If you or someone you love shopped at Target over Thanksgiving weekend, your personal financial information may have been stolen, in an elaborate, nationwide data heist affecting as many as 40 million customers.
Here's what you need to know:
1. The Information Was Hacked In Stores, Not Online
According to the Wall Street Journal, the information was stolen directly from brick and mortar stores, not online. The hack was apparently achieved through widespread tampering with stores' credit/debit card swiping machines.
Business Insider explains that the hack focused on Target's point-of-sale, or POS system, copying every number stored in the magnetic strip on customer cards, the moment they swiped.
The New York Times speculates that to pull of such a caper, a company insider could have inserted malware into a company machine that have cyber-criminals a foothold into the POS systems.
Target told the AP, any customer who paid by card at a Target store between November 27th and December 15th may have had their accounts exposed. While it hasn't been confirmed that every Target store was infiltrated, customers from across the U.S. have been victimized.
Retail stores typically enjoy their highest yearly traffic in the period between Thanksgiving and Christmas.
2. The Secret Service Is On the Case
The Secret Service is investigating the data breach, but will not divulge details of their investigation while it is still ongoing. Part of the Secret Service's stated mission is to protect the nation's financial infrastructure and payment systems.
3. Hackers Likely Aim to Sell Information on Black Market
Investigators and former U.S. officials told the Wall Street Journal:
"Hackers typically aim to sell such information in bulk on the black market...Crime rings can use the fake cards to buy gift cards from major retailers and convert them eventually into cash."
A 2010 article from StopTheHacker.com, features screenshots of black market websites, where financial identities are bought and sold for as cheap as two bucks a pop. None of the websites they perused were blacklisted by Google's Safe Browsing List at time.
4. There Are a Few Simple Ways To Protect Yourself If You Were Hacked
CNN and NBC News both have rundowns on what to do if you have reason to believe your credit card may have been one of those hacked.
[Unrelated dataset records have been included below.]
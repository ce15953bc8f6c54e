//! End-to-end processing of one uploaded document

use crate::check::{MetadataCheck, RequiredFields};
use crate::config::ServerConfig;
use crate::error::Result;
use crate::gstin::{extract_gstin, is_valid_checksum};
use crate::pdf::{extract_text_from_path, read_metadata, MetadataRecord};
use crate::qr::{ImageFailure, QrExtractor};
use crate::source::{DocumentStore, StoredDocument};
use schemars::JsonSchema;
use serde::Serialize;
use std::path::{Path, PathBuf};

/// A GSTIN found in the document text
#[derive(Debug, Clone, PartialEq, Eq, Serialize, JsonSchema)]
pub struct GstinMatch {
    pub value: String,
    /// Whether the 15th character matches the mod-36 check character
    pub checksum_valid: bool,
}

impl GstinMatch {
    /// Search `text` for the first GSTIN
    pub fn find(text: &str) -> Option<Self> {
        extract_gstin(text).map(|value| Self {
            checksum_valid: is_valid_checksum(&value),
            value,
        })
    }
}

/// Everything extracted from one accepted upload
#[derive(Debug, Clone, Serialize, JsonSchema)]
pub struct DocumentReport {
    pub document: StoredDocument,
    pub metadata: MetadataRecord,
    /// False when every metadata field is the sentinel value
    pub metadata_available: bool,
    /// Verdict of the metadata quality check
    pub metadata_ok: bool,
    pub qr_payloads: Vec<String>,
    #[serde(skip_serializing_if = "Vec::is_empty")]
    pub qr_failures: Vec<ImageFailure>,
    pub text: String,
    #[serde(skip_serializing_if = "Option::is_none")]
    pub gstin: Option<GstinMatch>,
}

/// Intake → metadata → QR scan → text/GSTIN, one document at a time
pub struct IntakePipeline {
    store: DocumentStore,
    extractor: QrExtractor,
    checker: Box<dyn MetadataCheck>,
    image_dir: PathBuf,
}

impl IntakePipeline {
    pub fn new<C>(store: DocumentStore, extractor: QrExtractor, checker: C, image_dir: PathBuf) -> Self
    where
        C: MetadataCheck + 'static,
    {
        Self {
            store,
            extractor,
            checker: Box::new(checker),
            image_dir,
        }
    }

    /// Build a pipeline from server configuration
    pub fn from_config(config: &ServerConfig) -> Self {
        Self::new(
            DocumentStore::new(config.upload_dir.clone(), config.max_upload_bytes),
            QrExtractor::new(config.qr.clone()),
            RequiredFields::new(config.required_metadata.iter().cloned()),
            config.image_dir(),
        )
    }

    pub fn store(&self) -> &DocumentStore {
        &self.store
    }

    pub fn extractor(&self) -> &QrExtractor {
        &self.extractor
    }

    pub fn checker(&self) -> &dyn MetadataCheck {
        self.checker.as_ref()
    }

    pub fn image_dir(&self) -> &Path {
        &self.image_dir
    }

    /// Store an upload and run every extraction stage over it.
    ///
    /// Duplicates are rejected before anything is written. Once stored, a
    /// document that cannot be opened for the image scan fails the request.
    pub fn process_upload(&self, file_name: Option<&str>, data: &[u8]) -> Result<DocumentReport> {
        let document = self.store.store(file_name, data)?;

        let metadata = read_metadata(&document.path);
        let metadata_available = !metadata.is_all_sentinel();
        let metadata_ok = self.checker.check(&metadata);

        let scan = self.extractor.scan_path(&document.path, &self.image_dir)?;
        let text = extract_text_from_path(&document.path)?;
        let gstin = GstinMatch::find(&text);

        tracing::info!(
            document = %document.name,
            metadata_available,
            metadata_ok,
            qr_codes = scan.payloads.len(),
            gstin = gstin.as_ref().map(|g| g.value.as_str()).unwrap_or("-"),
            "processed upload"
        );

        Ok(DocumentReport {
            document,
            metadata,
            metadata_available,
            metadata_ok,
            qr_payloads: scan.payloads,
            qr_failures: scan.failures,
            text,
            gstin,
        })
    }
}
//! Client configuration.
//!
//! An explicit config object threaded into the registry client - never
//! ambient global state. Values come from an optional `config.json` in the
//! platform config directory, overridden by `BLOCKFORGE_*` env vars.

use crate::error::{BlockforgeError, Result};
use crate::project_identity;
use directories::ProjectDirs;
use serde::Deserialize;
use std::fs;
use std::path::PathBuf;
use std::time::Duration;

const DEFAULT_TIMEOUT_SECS: u64 = 15;

#[derive(Debug, Clone)]
pub struct ClientConfig {
    pub registry_url: String,
    pub timeout: Duration,
    /// Bearer token for authenticated endpoints. Acquiring and refreshing it
    /// is the auth collaborator's job; we only forward it.
    pub token: Option<String>,
}

impl Default for ClientConfig {
    fn default() -> Self {
        Self {
            registry_url: project_identity::DEFAULT_REGISTRY_URL.to_string(),
            timeout: Duration::from_secs(DEFAULT_TIMEOUT_SECS),
            token: None,
        }
    }
}

/// On-disk shape of config.json. All fields optional.
#[derive(Debug, Default, Deserialize)]
#[serde(rename_all = "camelCase")]
struct ConfigFile {
    registry_url: Option<String>,
    timeout_secs: Option<u64>,
    token: Option<String>,
}

pub fn config_dir() -> Result<PathBuf> {
    let proj = ProjectDirs::from("dev", "blockforge", project_identity::CONFIG_DIR_NAME)
        .ok_or_else(|| {
            BlockforgeError::ConfigError("Could not determine config directory".to_string())
        })?;
    Ok(proj.config_dir().to_path_buf())
}

pub fn config_file() -> Result<PathBuf> {
    Ok(config_dir()?.join("config.json"))
}

/// Load config: defaults <- config file <- environment.
pub fn load() -> Result<ClientConfig> {
    let mut file_cfg = ConfigFile::default();
    if let Ok(path) = config_file()
        && path.exists()
    {
        let data = fs::read_to_string(&path).map_err(|e| BlockforgeError::IoError {
            path: path.clone(),
            source: e,
        })?;
        file_cfg = serde_json::from_str(&data).map_err(|e| {
            BlockforgeError::ConfigError(format!("Invalid config at {}: {}", path.display(), e))
        })?;
    }

    let mut cfg = ClientConfig::default();

    if let Some(url) = file_cfg.registry_url {
        cfg.registry_url = url;
    }
    if let Some(secs) = file_cfg.timeout_secs {
        cfg.timeout = Duration::from_secs(secs);
    }
    cfg.token = file_cfg.token;

    if let Ok(url) = std::env::var(project_identity::env_key("REGISTRY_URL")) {
        cfg.registry_url = url;
    }
    if let Ok(secs) = std::env::var(project_identity::env_key("TIMEOUT_SECS")) {
        let secs: u64 = secs.parse().map_err(|_| {
            BlockforgeError::ConfigError(format!(
                "{} must be an integer number of seconds",
                project_identity::env_key("TIMEOUT_SECS")
            ))
        })?;
        cfg.timeout = Duration::from_secs(secs);
    }
    if let Ok(token) = std::env::var(project_identity::env_key("TOKEN")) {
        if !token.is_empty() {
            cfg.token = Some(token);
        }
    }

    Ok(cfg)
}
First, check your statement, note any suspicious purchases, make sure there's no chance you made those purchases yourself while drunk the other night. According to CNN, hackers often "ping" an account with micropayments, so if you see a bunch of purchases of only a few cents, that could be a sign you're in trouble. Next, you're going to want to call your credit card company or bank. In a case of fraud this widespread and documented, the card company or merchant will be on the hook, not you. But you have to be proactive, don't wait for them to call you. Target has set up a phone line for concerned customers: 866-852-8680.
5. This Isn't The First Time a Major Retail Outlet Has Been Burned By Hackers
In 2007, thieves stole credit card numbers and personal data off up to 90 million cards, from customers who frequented T.J. Maxx stores, HomeGoods, and other discount chains. According to the Journal, this past July, new details were released by federal prosecutors about an ongoing investigation of a group "believed to have stolen more than 160 million credit and debit card numbers from J.C. Penney Co. JCP -3.15% , 7-Eleven, Nasdaq OMX Group, NDAQ -0.19% JetBlue Inc. JBLU -1.52% and others over several years."